Who has been your biggest influence?
My father, without a doubt. He turned 80 earlier this year. Paratrooper, long distance lorry driver, voracious reader ... A few times every year during my childhood he would lift his head from whichever tome he was ploughing through and enigmatically ask, “Which two professions read the most, son?” I feigned ignorance and each time he answered, “Lorry drivers and sailors.” Then he would return to his book without saying anything else. Class.
What is your career high so far?
More than five years ago, I got the best job in English education (at Brantwood School in Sheffield). I worked with a wide variety of fantastic people whose commitment and passion for the subject was a regular inspiration.

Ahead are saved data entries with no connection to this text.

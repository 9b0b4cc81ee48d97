//! SQLite storage implementation

use std::path::Path;
use chrono::{DateTime, FixedOffset};
use rusqlite::{Connection, Transaction, params};
use crate::{Result, Error};
use crate::model::{
    AttributeId, ClassId, CommitId, CommitRecord, FunctionId, ModuleId, Owner, StoredAttribute,
    StoredClass, StoredCommit, StoredFunction, StoredModule,
};
use super::schema;

/// SQLite-backed storage for the structural index
pub struct SqliteStore {
    conn: Connection,
}

impl SqliteStore {
    /// Open a database file (creates if doesn't exist)
    pub fn open(path: &Path) -> Result<Self> {
        let conn = Connection::open(path)?;
        let store = Self { conn };
        store.initialize_schema()?;
        Ok(store)
    }

    /// Open an in-memory database (for testing)
    pub fn open_in_memory() -> Result<Self> {
        let conn = Connection::open_in_memory()?;
        let store = Self { conn };
        store.initialize_schema()?;
        Ok(store)
    }

    /// Initialize the database schema
    ///
    /// Safe to run against an existing database as long as every table
    /// carries the columns listed in [`schema::REQUIRED_COLUMNS`].
    fn initialize_schema(&self) -> Result<()> {
        self.conn.execute_batch("PRAGMA foreign_keys = ON;")?;
        for stmt in schema::table_statements() {
            self.conn.execute(stmt, [])?;
        }
        self.verify_schema()?;
        for stmt in schema::CREATE_INDEXES {
            self.conn.execute(stmt, [])?;
        }
        Ok(())
    }

    fn verify_schema(&self) -> Result<()> {
        for (table, required) in schema::REQUIRED_COLUMNS {
            let mut stmt = self.conn.prepare(&format!("PRAGMA table_info({})", table))?;
            let columns: Vec<String> = stmt
                .query_map([], |row| row.get(1))?
                .collect::<rusqlite::Result<_>>()?;

            if let Some(missing) = required.iter().find(|c| !columns.iter().any(|have| have == *c)) {
                return Err(Error::SchemaMismatch {
                    table: table.to_string(),
                    column: missing.to_string(),
                });
            }
        }
        Ok(())
    }

    // ========== Unit of Work ==========

    /// Begin the transaction that will hold one commit's records.
    ///
    /// Nothing is visible to other readers until [`CommitTransaction::commit`];
    /// dropping the transaction rolls it back.
    pub fn begin(&mut self) -> Result<CommitTransaction<'_>> {
        let tx = self.conn.transaction()?;
        Ok(CommitTransaction { tx })
    }

    // ========== Read Operations ==========

    /// All commits in insertion order
    pub fn commits(&self) -> Result<Vec<StoredCommit>> {
        let mut stmt = self.conn.prepare(
            "SELECT id, sha1, authored_at, committed_at FROM commits ORDER BY id"
        )?;

        let commits = stmt
            .query_map([], |row| self.row_to_commit(row))?
            .collect::<rusqlite::Result<_>>()?;

        Ok(commits)
    }

    /// Modules of a commit, in insertion order
    pub fn modules_in_commit(&self, commit: CommitId) -> Result<Vec<StoredModule>> {
        let mut stmt = self.conn.prepare(
            "SELECT id, name, commit_id FROM modules WHERE commit_id = ?1 ORDER BY id"
        )?;

        let modules = stmt
            .query_map([commit.0], |row| {
                Ok(StoredModule {
                    id: ModuleId(row.get(0)?),
                    name: row.get(1)?,
                    commit: CommitId(row.get(2)?),
                })
            })?
            .collect::<rusqlite::Result<_>>()?;

        Ok(modules)
    }

    /// Classes of a module, in insertion order
    pub fn classes_in_module(&self, module: ModuleId) -> Result<Vec<StoredClass>> {
        let mut stmt = self.conn.prepare(
            "SELECT id, name, module_id, start_lineno, end_lineno FROM classes WHERE module_id = ?1 ORDER BY id"
        )?;

        let classes = stmt
            .query_map([module.0], |row| {
                Ok(StoredClass {
                    id: ClassId(row.get(0)?),
                    name: row.get(1)?,
                    module: ModuleId(row.get(2)?),
                    start_lineno: row.get(3)?,
                    end_lineno: row.get(4)?,
                })
            })?
            .collect::<rusqlite::Result<_>>()?;

        Ok(classes)
    }

    /// Functions owned by a module or a class
    pub fn functions_owned_by(&self, owner: Owner) -> Result<Vec<StoredFunction>> {
        let sql = match owner {
            Owner::Module(_) => {
                "SELECT id, name, module_id, class_id, start_lineno, end_lineno
                 FROM functions WHERE module_id = ?1 ORDER BY id"
            }
            Owner::Class(_) => {
                "SELECT id, name, module_id, class_id, start_lineno, end_lineno
                 FROM functions WHERE class_id = ?1 ORDER BY id"
            }
        };

        let mut stmt = self.conn.prepare(sql)?;
        let functions = stmt
            .query_map([owner_key(owner)], |row| self.row_to_function(row))?
            .collect::<rusqlite::Result<_>>()?;

        Ok(functions)
    }

    /// Attributes owned by a module or a class
    pub fn attributes_owned_by(&self, owner: Owner) -> Result<Vec<StoredAttribute>> {
        let sql = match owner {
            Owner::Module(_) => {
                "SELECT id, name, module_id, class_id FROM attributes WHERE module_id = ?1 ORDER BY id"
            }
            Owner::Class(_) => {
                "SELECT id, name, module_id, class_id FROM attributes WHERE class_id = ?1 ORDER BY id"
            }
        };

        let mut stmt = self.conn.prepare(sql)?;
        let attributes = stmt
            .query_map([owner_key(owner)], |row| {
                Ok(StoredAttribute {
                    id: AttributeId(row.get(0)?),
                    name: row.get(1)?,
                    owner: owner_from_row(row, 2)?,
                })
            })?
            .collect::<rusqlite::Result<_>>()?;

        Ok(attributes)
    }

    /// Count rows of one table
    fn count(&self, table: &str) -> Result<usize> {
        let count: i64 = self.conn.query_row(&format!("SELECT COUNT(*) FROM {}", table), [], |row| row.get(0))?;
        Ok(count as usize)
    }

    /// Get database statistics
    pub fn stats(&self) -> Result<DbStats> {
        Ok(DbStats {
            commits: self.count("commits")?,
            modules: self.count("modules")?,
            classes: self.count("classes")?,
            functions: self.count("functions")?,
            attributes: self.count("attributes")?,
        })
    }

    /// Helper to convert a row to a StoredCommit
    fn row_to_commit(&self, row: &rusqlite::Row) -> rusqlite::Result<StoredCommit> {
        let authored: String = row.get(2)?;
        let committed: String = row.get(3)?;

        Ok(StoredCommit {
            id: CommitId(row.get(0)?),
            sha1: row.get(1)?,
            authored_at: parse_timestamp(2, &authored)?,
            committed_at: parse_timestamp(3, &committed)?,
        })
    }

    /// Helper to convert a row to a StoredFunction
    fn row_to_function(&self, row: &rusqlite::Row) -> rusqlite::Result<StoredFunction> {
        Ok(StoredFunction {
            id: FunctionId(row.get(0)?),
            name: row.get(1)?,
            owner: owner_from_row(row, 2)?,
            start_lineno: row.get(4)?,
            end_lineno: row.get(5)?,
        })
    }

    #[cfg(test)]
    pub(crate) fn connection(&self) -> &Connection {
        &self.conn
    }
}

fn owner_key(owner: Owner) -> i64 {
    match owner {
        Owner::Module(id) => id.0,
        Owner::Class(id) => id.0,
    }
}

fn owner_from_row(row: &rusqlite::Row, first: usize) -> rusqlite::Result<Owner> {
    let module_id: Option<i64> = row.get(first)?;
    let class_id: Option<i64> = row.get(first + 1)?;
    Owner::from_columns(module_id, class_id).map_err(|e| {
        rusqlite::Error::FromSqlConversionFailure(first, rusqlite::types::Type::Integer, Box::new(e))
    })
}

fn parse_timestamp(column: usize, value: &str) -> rusqlite::Result<DateTime<FixedOffset>> {
    DateTime::parse_from_rfc3339(value).map_err(|e| {
        rusqlite::Error::FromSqlConversionFailure(column, rusqlite::types::Type::Text, Box::new(e))
    })
}

/// One commit's worth of inserts.
///
/// Wraps a SQLite transaction; the commit and everything attached to it
/// become visible together, or not at all.
pub struct CommitTransaction<'a> {
    tx: Transaction<'a>,
}

impl CommitTransaction<'_> {
    /// Insert a commit record
    pub fn insert_commit(&self, commit: &CommitRecord) -> Result<CommitId> {
        self.tx.execute(
            "INSERT INTO commits (sha1, authored_at, committed_at) VALUES (?1, ?2, ?3)",
            params![
                commit.sha1,
                commit.authored_at.to_rfc3339(),
                commit.committed_at.to_rfc3339(),
            ],
        )?;
        Ok(CommitId(self.tx.last_insert_rowid()))
    }

    /// Insert a module owned by a commit
    pub fn insert_module(&self, commit: CommitId, name: &str) -> Result<ModuleId> {
        self.tx.execute(
            "INSERT INTO modules (name, commit_id) VALUES (?1, ?2)",
            params![name, commit.0],
        )?;
        Ok(ModuleId(self.tx.last_insert_rowid()))
    }

    /// Insert a class owned by a module
    pub fn insert_class(&self, module: ModuleId, name: &str, start_lineno: u32, end_lineno: u32) -> Result<ClassId> {
        self.tx.execute(
            r#"
            INSERT INTO classes (name, module_id, start_lineno, end_lineno)
            VALUES (?1, ?2, ?3, ?4)
            "#,
            params![name, module.0, start_lineno, end_lineno],
        )?;
        Ok(ClassId(self.tx.last_insert_rowid()))
    }

    /// Insert a function owned by a module (top-level) or a class (method)
    pub fn insert_function(&self, owner: Owner, name: &str, start_lineno: u32, end_lineno: u32) -> Result<FunctionId> {
        let (module_id, class_id) = owner.columns();
        self.tx.execute(
            r#"
            INSERT INTO functions (name, module_id, class_id, start_lineno, end_lineno)
            VALUES (?1, ?2, ?3, ?4, ?5)
            "#,
            params![name, module_id, class_id, start_lineno, end_lineno],
        )?;
        Ok(FunctionId(self.tx.last_insert_rowid()))
    }

    /// Insert an attribute owned by a module (name binding) or a class (instance attribute)
    pub fn insert_attribute(&self, owner: Owner, name: &str) -> Result<AttributeId> {
        let (module_id, class_id) = owner.columns();
        self.tx.execute(
            "INSERT INTO attributes (name, module_id, class_id) VALUES (?1, ?2, ?3)",
            params![name, module_id, class_id],
        )?;
        Ok(AttributeId(self.tx.last_insert_rowid()))
    }

    /// Commit the transaction
    pub fn commit(self) -> Result<()> {
        self.tx.commit()?;
        Ok(())
    }
}

/// Database statistics
#[derive(Debug, Clone, Copy, PartialEq, Eq, Default)]
pub struct DbStats {
    pub commits: usize,
    pub modules: usize,
    pub classes: usize,
    pub functions: usize,
    pub attributes: usize,
}

impl std::fmt::Display for DbStats {
    fn fmt(&self, f: &mut std::fmt::Formatter<'_>) -> std::fmt::Result {
        writeln!(f, "Database Statistics:")?;
        writeln!(f, "  Commits: {}", self.commits)?;
        writeln!(f, "  Modules: {}", self.modules)?;
        writeln!(f, "  Classes: {}", self.classes)?;
        writeln!(f, "  Functions: {}", self.functions)?;
        writeln!(f, "  Attributes: {}", self.attributes)
    }
}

What was your worst moment in teaching?
In February this year, Brantwood closed. It was 108 years of history gone at eight days’ notice. It was an independent school but academically non-selective, with a third of the pupils on the SEN register. We had just achieved our best results. Some of the GCSE pupils, who had to leave three months before their exams, had been there for 12 years.
What is the best piece of advice you have been given?
“If the meat’s too tough, stick your fork in the gravy.”
What would you have been if you hadn’t become a teacher?
A writer of some kind. I am a qualified journalist (extreme CPD some years ago), but I prefer working in education.
What do you do on a Friday evening?
I crack open a bottle of wine and when the kids are in bed we watch a DVD made by either of the 20th century’s greatest film-makers: Federico Fellini or Steven Seagal.
What was the last book you read?
Hit Man: The Thomas Hearns Story. Tommy Hearns was one of the most stylish boxers of the 1980s. I’m a big sports fan.
Are you tech savvy or a Luddite?
Don’t tell our ICT committee this, but I’ve never been wholly convinced by the IT revolution.
What is the worst excuse you’ve ever heard?
Not really an excuse, more a distraction technique. I asked one of my former Year 9 “characters” for his homework. He stood up, flung his chair back, spread his arms wide and shouted, “Give us a hug, big guy!” Fair play, you’ve got to have bottle to do that.